Tu es jeune. Tu dois avoir quatre ans tout au plus. C'est les vacances et, avec tes parents, tu pars passer une partie de tes vacances chez les parents de ton père : tes grands-parents. Chez eux, tu trouves cette petite figurine. Elle n'a rien de particulier. Tu ne sais pas vraiment ce qu'elle représente non plus. Elle n'est pas extrêmement bien peinte mais malgré tout ça, tu l'aimes. Le balais qui tourne dans ses mains t'amuse alors tu le fais tourner. C'est l'heure du goûter. Comme à chaque fois ta mamie te remplit une petite tasse de raisins secs. Tu ne manges que ça à ton goûter, auprès de ton père et de ton grand-père, à qui tu en donnes parfois et qui en prennent même s'ils n'aiment pas ça. Ta figurine est en face de toi. Toujours. Parfois tu joues avec en mangeant, parfois non. Maintenant que tu es grande, tu ne joues plus avec ; comme tu ne prends plus de raisins secs au goûter. Mais elle est dans ta chambre. Parfois tu la regardes, la prends et la tournes dans tes mains avant de la reposer sur l'étagère. Parfois, en regardant des photos de cette époque, tu tombes sur des photos prises lors du goûter.

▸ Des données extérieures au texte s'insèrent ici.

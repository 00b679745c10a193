// src/cache.rs
//! On-disk texture cache.
//!
//! Entries are keyed by a content identity string (see `channel.rs`) hashed
//! into the file name, and validated by a verify payload stored inside the
//! entry: the identity places the entry, the verify bytes prove it is current.
//! Entry layout, all little-endian:
//!
//! ```text
//! version:u8 | verifyLen:i32 | verifyBytes | mipCount:u8
//!   | width:i16 | height:i16 | depth:i16 | formatTag:u8
//!   | mip 0 bytes | mip 1 bytes | ...
//! ```
//!
//! Mip byte lengths are implied by format and halving dimensions. Any
//! validation or parse failure deletes the entry and reports a miss; the
//! caller rebakes and rewrites it. A coarse mutex covers each whole
//! read-or-write transaction so concurrent compiles never interleave on the
//! same file.

use std::path::{Path, PathBuf};

use anyhow::{bail, Context};
use log::{debug, warn};
use parking_lot::Mutex;

use crate::error::{Error, Result};
use crate::hash::file_key;
use crate::mipmap::MipChain;
use crate::pixels::{PixelBuffer, PixelFormat};

/// Bumped whenever the entry layout or bake semantics change; a mismatch
/// invalidates every existing entry.
pub const CACHE_VERSION: u8 = 1;

const ENTRY_EXTENSION: &str = "tbc";

/// A parsed cache entry: baked mip payloads plus their geometry.
#[derive(Clone, Debug)]
pub struct CacheEntry {
    pub format: PixelFormat,
    pub width: u32,
    pub height: u32,
    pub depth: u32,
    pub mips: Vec<Vec<u8>>,
}

impl CacheEntry {
    /// Snapshot a baked mip chain for storage.
    pub fn from_chain(chain: &MipChain) -> Self {
        let base = chain.base();
        Self {
            format: base.format(),
            width: base.width(),
            height: base.height(),
            depth: base.depth(),
            mips: chain.levels().iter().map(|l| l.data().to_vec()).collect(),
        }
    }

    /// Rebuild the mip chain from stored payloads.
    pub fn into_chain(self) -> Result<MipChain> {
        let mut levels = Vec::with_capacity(self.mips.len());
        for (i, data) in self.mips.into_iter().enumerate() {
            let w = (self.width >> i).max(1);
            let h = (self.height >> i).max(1);
            levels.push(PixelBuffer::from_data(self.format, w, h, self.depth, data)?);
        }
        if levels.is_empty() {
            return Err(Error::CacheCorrupt("entry has no mip levels".into()));
        }
        Ok(MipChain::from_levels(levels))
    }
}

/// Content-addressed cache directory.
pub struct TextureCache {
    dir: PathBuf,
    lock: Mutex<()>,
}

impl TextureCache {
    pub fn new(dir: impl Into<PathBuf>) -> Result<Self> {
        let dir = dir.into();
        std::fs::create_dir_all(&dir)?;
        Ok(Self {
            dir,
            lock: Mutex::new(()),
        })
    }

    #[inline]
    pub fn dir(&self) -> &Path {
        &self.dir
    }

    fn entry_path(&self, identity: &str) -> PathBuf {
        self.dir.join(format!("{}.{}", file_key(identity), ENTRY_EXTENSION))
    }

    /// Look up an entry. Returns `None` on miss, on stale verify data, on a
    /// geometry mismatch and on corruption; everything except a plain miss
    /// also deletes the entry so the rebake can rewrite it.
    pub fn load(
        &self,
        identity: &str,
        verify: &[u8],
        expected_size: (u32, u32, u32),
        expected_mips: u8,
    ) -> Option<CacheEntry> {
        let _guard = self.lock.lock();
        let path = self.entry_path(identity);
        let bytes = match std::fs::read(&path) {
            Ok(bytes) => bytes,
            Err(err) if err.kind() == std::io::ErrorKind::NotFound => return None,
            Err(err) => {
                warn!("cache read failed for '{identity}': {err}");
                return None;
            }
        };

        match parse_entry(&bytes, verify) {
            Ok(entry) => {
                if (entry.width, entry.height, entry.depth) != expected_size {
                    debug!(
                        "cache entry '{identity}' is {}x{}x{}, channel resolved {}x{}x{}; deleted",
                        entry.width,
                        entry.height,
                        entry.depth,
                        expected_size.0,
                        expected_size.1,
                        expected_size.2
                    );
                    let _ = std::fs::remove_file(&path);
                    return None;
                }
                if entry.mips.len() != expected_mips as usize {
                    debug!(
                        "cache entry '{identity}' has {} mips, expected {expected_mips}; deleted",
                        entry.mips.len()
                    );
                    let _ = std::fs::remove_file(&path);
                    return None;
                }
                debug!("cache hit for '{identity}'");
                Some(entry)
            }
            Err(err) => {
                debug!("cache entry '{identity}' rejected: {err:#}; deleted");
                let _ = std::fs::remove_file(&path);
                None
            }
        }
    }

    /// Write an entry. A failed write deletes the partial file and surfaces
    /// the error; the material still compiles, it just is not cached.
    pub fn store(&self, identity: &str, verify: &[u8], entry: &CacheEntry) -> Result<()> {
        let _guard = self.lock.lock();
        let bytes = encode_entry(verify, entry)?;
        let path = self.entry_path(identity);
        if let Err(err) = std::fs::write(&path, &bytes) {
            let _ = std::fs::remove_file(&path);
            return Err(err.into());
        }
        debug!("cache wrote '{identity}' ({} bytes)", bytes.len());
        Ok(())
    }

    /// Drop an entry if present.
    pub fn delete(&self, identity: &str) {
        let _guard = self.lock.lock();
        let _ = std::fs::remove_file(self.entry_path(identity));
    }
}

fn encode_entry(verify: &[u8], entry: &CacheEntry) -> Result<Vec<u8>> {
    let width = i16::try_from(entry.width)
        .map_err(|_| Error::invalid(format!("width {} exceeds cache limits", entry.width)))?;
    let height = i16::try_from(entry.height)
        .map_err(|_| Error::invalid(format!("height {} exceeds cache limits", entry.height)))?;
    let depth = i16::try_from(entry.depth)
        .map_err(|_| Error::invalid(format!("depth {} exceeds cache limits", entry.depth)))?;
    let mip_count = u8::try_from(entry.mips.len())
        .map_err(|_| Error::invalid(format!("{} mip levels exceed cache limits", entry.mips.len())))?;
    if mip_count == 0 {
        return Err(Error::invalid("cache entry needs at least one mip level"));
    }

    let payload: usize = entry.mips.iter().map(Vec::len).sum();
    let mut out = Vec::with_capacity(13 + verify.len() + payload);
    out.push(CACHE_VERSION);
    out.extend_from_slice(&(verify.len() as i32).to_le_bytes());
    out.extend_from_slice(verify);
    out.push(mip_count);
    out.extend_from_slice(&width.to_le_bytes());
    out.extend_from_slice(&height.to_le_bytes());
    out.extend_from_slice(&depth.to_le_bytes());
    out.push(entry.format.tag());
    for mip in &entry.mips {
        out.extend_from_slice(mip);
    }
    Ok(out)
}

fn parse_entry(bytes: &[u8], verify: &[u8]) -> anyhow::Result<CacheEntry> {
    let mut reader = Reader { bytes, pos: 0 };

    let version = reader.u8().context("version byte")?;
    if version != CACHE_VERSION {
        bail!("version {version}, expected {CACHE_VERSION}");
    }

    let verify_len = reader.i32().context("verify length")?;
    if verify_len < 0 || verify_len as usize != verify.len() {
        bail!("verify length {verify_len}, expected {}", verify.len());
    }
    let stored_verify = reader.take(verify.len()).context("verify payload")?;
    if stored_verify != verify {
        bail!("verify payload is stale");
    }

    let mip_count = reader.u8().context("mip count")?;
    if mip_count == 0 {
        bail!("zero mip count");
    }
    let width = reader.i16().context("width")?;
    let height = reader.i16().context("height")?;
    let depth = reader.i16().context("depth")?;
    if width <= 0 || height <= 0 || depth <= 0 {
        bail!("non-positive size {width}x{height}x{depth}");
    }
    let tag = reader.u8().context("format tag")?;
    let format =
        PixelFormat::from_tag(tag).with_context(|| format!("unknown format tag {tag}"))?;

    let (width, height, depth) = (width as u32, height as u32, depth as u32);
    let mut mips = Vec::with_capacity(mip_count as usize);
    for i in 0..mip_count as u32 {
        let w = (width >> i).max(1);
        let h = (height >> i).max(1);
        let len = format.byte_len(w, h, depth);
        let data = reader
            .take(len)
            .with_context(|| format!("mip {i} payload ({len} bytes)"))?;
        mips.push(data.to_vec());
    }
    if reader.pos != bytes.len() {
        bail!("{} trailing bytes", bytes.len() - reader.pos);
    }

    Ok(CacheEntry {
        format,
        width,
        height,
        depth,
        mips,
    })
}

struct Reader<'a> {
    bytes: &'a [u8],
    pos: usize,
}

impl<'a> Reader<'a> {
    fn take(&mut self, len: usize) -> anyhow::Result<&'a [u8]> {
        if self.pos + len > self.bytes.len() {
            bail!("truncated at byte {}", self.pos);
        }
        let slice = &self.bytes[self.pos..self.pos + len];
        self.pos += len;
        Ok(slice)
    }

    fn u8(&mut self) -> anyhow::Result<u8> {
        Ok(self.take(1)?[0])
    }

    fn i16(&mut self) -> anyhow::Result<i16> {
        let b = self.take(2)?;
        Ok(i16::from_le_bytes([b[0], b[1]]))
    }

    fn i32(&mut self) -> anyhow::Result<i32> {
        let b = self.take(4)?;
        Ok(i32::from_le_bytes([b[0], b[1], b[2], b[3]]))
    }
}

La figurine est là, sur la table, en face de toi, pendant que tu manges. Il n'y a aucune photo de ces moments-là où elle ne participe pas au goûter.
Elle l'avait appelé «le manin».
Une dizaine de photos a été prise de ces moments-là, et j'ai bien eu du mal à choisir celles qui illustreraient son texte. Elle a vingt mois, elles ont été prises il y a très exactement treize ans. S'agit-il d'un vrai souvenir ou du souvenir de ce qu'on lui en a raconté ?
L'année écoulée a vu la classe de la douce s'impliquer dans ce projet en partenariat avec la Maison du geste et de l'image et la Ville. Ses professeures de français et de mathématiques, l'écrivaine Carole Achache et la photographe Chloé Devis ont conduit des ateliers thématiques autour de l'autoportrait, du quartier, des objets du passé, des goûts et dégoûts… Carole Achache est décédée à la fin de l'hiver, les ateliers ont continué. Une restitution de ce travail de longue haleine s'est tenue le 17 juin dernier à la MGI.
4 commentaires:
Chez les grands parents, il y a toujours des objets qui nous fascinent.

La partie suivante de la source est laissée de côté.